« Cette histoire débute il y a trente mille ans environ, bien avant la naissance des scribes de l’Histoire, lorsque tout ce qui apparaissait, respirait, croissait et mourait, partageait la même terre d’ocres et de poussières de glace ».
C’est là que je retrouve Maÿtio, jeune néandtertale de quatorze hivers, marchant, blessée mortellement par les membres d’un autre clan, qui ont exterminé le sien, tué sa petite tout juste née « Les ogres du monde l’ont déchiquetée et dévorée avant qu’elle ne sache marcher ».
Elle s’effondre « dans une steppe blanche et froide d’un climat glaciaire au bord d’un des multiples ruisseaux formées par la fonte des glaces au printemps, non loin de l’arche de pierre `’ »

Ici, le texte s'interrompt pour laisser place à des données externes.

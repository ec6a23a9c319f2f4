//! Single-pion production on a bound nucleon: `h + N -> three bodies`.

use crate::angular::AngleSampler;
use crate::context::GeneratorContext;
use crate::error::{EscapeReason, GenerateError, KinematicsError};
use crate::inelastic::sample_struck_nucleon;
use crate::nuclear_model::NuclearModel;
use crate::particle::{FinalState, FinalStateParticle, Hadron, ParticleStatus};
use crate::phase_space;
use crate::remnant::RemnantNucleus;
use crate::species::{Family, Species};
use rand::Rng;
use tracing::debug;

use Species::*;

/// Isospin-allowed three-body final states for `projectile` striking `struck`.
///
/// Nucleons produce `N N pi`, pions `pi pi N`, and kaons keep their identity
/// and produce `K N pi`. Every option carries the charge of the initial pair.
pub fn final_states(projectile: Species, struck: Species) -> &'static [[Species; 3]] {
    let charge = projectile.charge() + struck.charge();
    match (projectile.family(), charge) {
        (Family::Nucleon, 2) => &[[Proton, Proton, PiZero], [Proton, Neutron, PiPlus]],
        (Family::Nucleon, 1) => &[
            [Proton, Neutron, PiZero],
            [Proton, Proton, PiMinus],
            [Neutron, Neutron, PiPlus],
        ],
        (Family::Nucleon, 0) => &[[Neutron, Neutron, PiZero], [Proton, Neutron, PiMinus]],
        (Family::Pion, 2) => &[[PiPlus, PiZero, Proton], [PiPlus, PiPlus, Neutron]],
        (Family::Pion, 1) => &[
            [PiPlus, PiMinus, Proton],
            [PiZero, PiZero, Proton],
            [PiPlus, PiZero, Neutron],
        ],
        (Family::Pion, 0) => &[
            [PiPlus, PiMinus, Neutron],
            [PiZero, PiZero, Neutron],
            [PiMinus, PiZero, Proton],
        ],
        (Family::Pion, -1) => &[[PiMinus, PiZero, Neutron], [PiMinus, PiMinus, Proton]],
        (Family::Kaon, _) => match (projectile, struck) {
            (KPlus, Proton) => &[[KPlus, Proton, PiZero], [KPlus, Neutron, PiPlus]],
            (KPlus, Neutron) => &[[KPlus, Neutron, PiZero], [KPlus, Proton, PiMinus]],
            (KMinus, Proton) => &[[KMinus, Proton, PiZero], [KMinus, Neutron, PiPlus]],
            (KMinus, Neutron) => &[[KMinus, Neutron, PiZero], [KMinus, Proton, PiMinus]],
            _ => &[],
        },
        _ => &[],
    }
}

pub(crate) fn generate<A, N, R>(
    ctx: &GeneratorContext<'_, A, N>,
    hadron: &Hadron,
    remnant: &RemnantNucleus,
    rng: &mut R,
) -> Result<FinalState, GenerateError>
where
    A: AngleSampler,
    N: NuclearModel,
    R: Rng + ?Sized,
{
    if remnant.a() < 1 {
        return Err(EscapeReason::InsufficientNucleons {
            required: 1,
            available: remnant.a(),
        }
        .into());
    }

    let struck = sample_struck_nucleon(remnant.proton_fraction(), rng);
    if !remnant.has(struck) {
        return Err(EscapeReason::InsufficientNucleons {
            required: 1,
            available: remnant.count(struck),
        }
        .into());
    }

    let options = final_states(hadron.species, struck);
    if options.is_empty() {
        return Err(EscapeReason::UnsupportedChannel.into());
    }
    let pick = ((rng.gen::<f64>() * options.len() as f64) as usize).min(options.len() - 1);
    let products = options[pick];

    let target = ctx.struck_nucleon(struck, rng);
    let system = hadron.momentum + target;
    let masses = products.map(|s| s.mass());
    let required: f64 = masses.iter().sum();
    let available = system.mass();
    if !(available > required) {
        return Err(KinematicsError::BelowThreshold {
            available,
            required,
        }
        .into());
    }

    let momenta = phase_space::decay(&system, &masses, ctx.config.max_phase_space_attempts, rng)
        .map_err(|err| ctx.phase_space_failure(err))?;

    let remnant = remnant.with_changes(-1, -struck.charge(), -target)?;
    debug!(
        projectile = %hadron.species,
        %struck,
        first = %products[0],
        second = %products[1],
        third = %products[2],
        "pion production"
    );

    let rescatter = ctx.config.rescatter_produced_pions;
    let particles = products
        .iter()
        .zip(momenta)
        .map(|(&species, momentum)| {
            let particle = FinalStateParticle::stable(species, momentum, hadron.vertex);
            if rescatter && species.is_pion() {
                particle.with_status(ParticleStatus::HadronInNucleus)
            } else {
                particle
            }
        })
        .collect();

    Ok(FinalState { remnant, particles })
}
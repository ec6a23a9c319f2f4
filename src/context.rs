use crate::angular::AngleSampler;
use crate::config::TransportConfig;
use crate::error::{EscapeReason, GenerateError, KinematicsError};
use crate::kinematics::FourMomentum;
use crate::nuclear_model::NuclearModel;
use crate::remnant::Nucleus;
use crate::species::Species;
use rand::Rng;

/// Everything a final-state generator may read but not change.
pub(crate) struct GeneratorContext<'a, A, N> {
    pub config: &'a TransportConfig,
    pub target: &'a Nucleus,
    pub angles: &'a A,
    pub nuclear_model: &'a N,
    /// Explicit kinetic-energy ceiling (GeV) for two-body outgoing particles.
    pub energy_ceiling: Option<f64>,
}

impl<'a, A: AngleSampler, N: NuclearModel> GeneratorContext<'a, A, N> {
    /// Four-momentum of a struck nucleon, with Fermi motion when enabled.
    pub fn struck_nucleon<R: Rng + ?Sized>(&self, nucleon: Species, rng: &mut R) -> FourMomentum {
        let mass = nucleon.mass();
        if self.config.do_fermi {
            let p = self.nuclear_model.sample_momentum(self.target, nucleon, rng)
                * self.config.fermi_factor;
            FourMomentum::on_shell(mass, p)
        } else {
            FourMomentum::at_rest(mass)
        }
    }

    pub fn phase_space_failure(&self, err: KinematicsError) -> GenerateError {
        if self.config.retry_on_phase_space_failure {
            GenerateError::Recoverable(err)
        } else {
            GenerateError::Terminal(EscapeReason::PhaseSpaceFailed)
        }
    }

    /// Reject outgoing particles whose kinetic energy exceeds the ceiling.
    ///
    /// Without an explicit ceiling the bound is `available`, the kinetic
    /// energy the collision can release.
    pub fn check_energy_ceiling(
        &self,
        outgoing: &[(Species, &FourMomentum)],
        available: f64,
    ) -> Result<(), KinematicsError> {
        const SLACK: f64 = 1e-9;
        let ceiling = self.energy_ceiling.unwrap_or(available);
        for (species, p) in outgoing {
            let kinetic = p.e - species.mass();
            if kinetic > ceiling + SLACK {
                return Err(KinematicsError::EnergyBound { kinetic, ceiling });
            }
        }
        Ok(())
    }
}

Les petits signes avant le guillemet sont de l’autrice et signifient « une disparition ». L’autrice explique, en début de livre, la ponctuation qu’elle a créée
Maÿtio se meure de ses blessures et d’épuisement , glisse dans le pays des déesses sœurs. Sauvée par l’une d’entre elles, Bayàn, elle renaît à la vie, et renaît également à ses souffrances. E’wã, l’autre déesse du trio est la mauvaise, celle qui a lutté pied à pied pour que Maÿtio ne vive pas. Elles seront toujours là, à lutter pour et contre la vie. Maÿtio, seule, doit lutter contre la solitude, la peur des bêtes sauvages, comme les lions des cavernes qui n’attendent qu’un moment de faiblesse d’inattention pour surgir « Proie parmi les proies, Maÿtio vit aux aguets. Constamment. Le feu brûle jour et nuit. Elle peut en augmenter immédiatement l’(intensité pour faire naître la peur dans les yeux des carnivores »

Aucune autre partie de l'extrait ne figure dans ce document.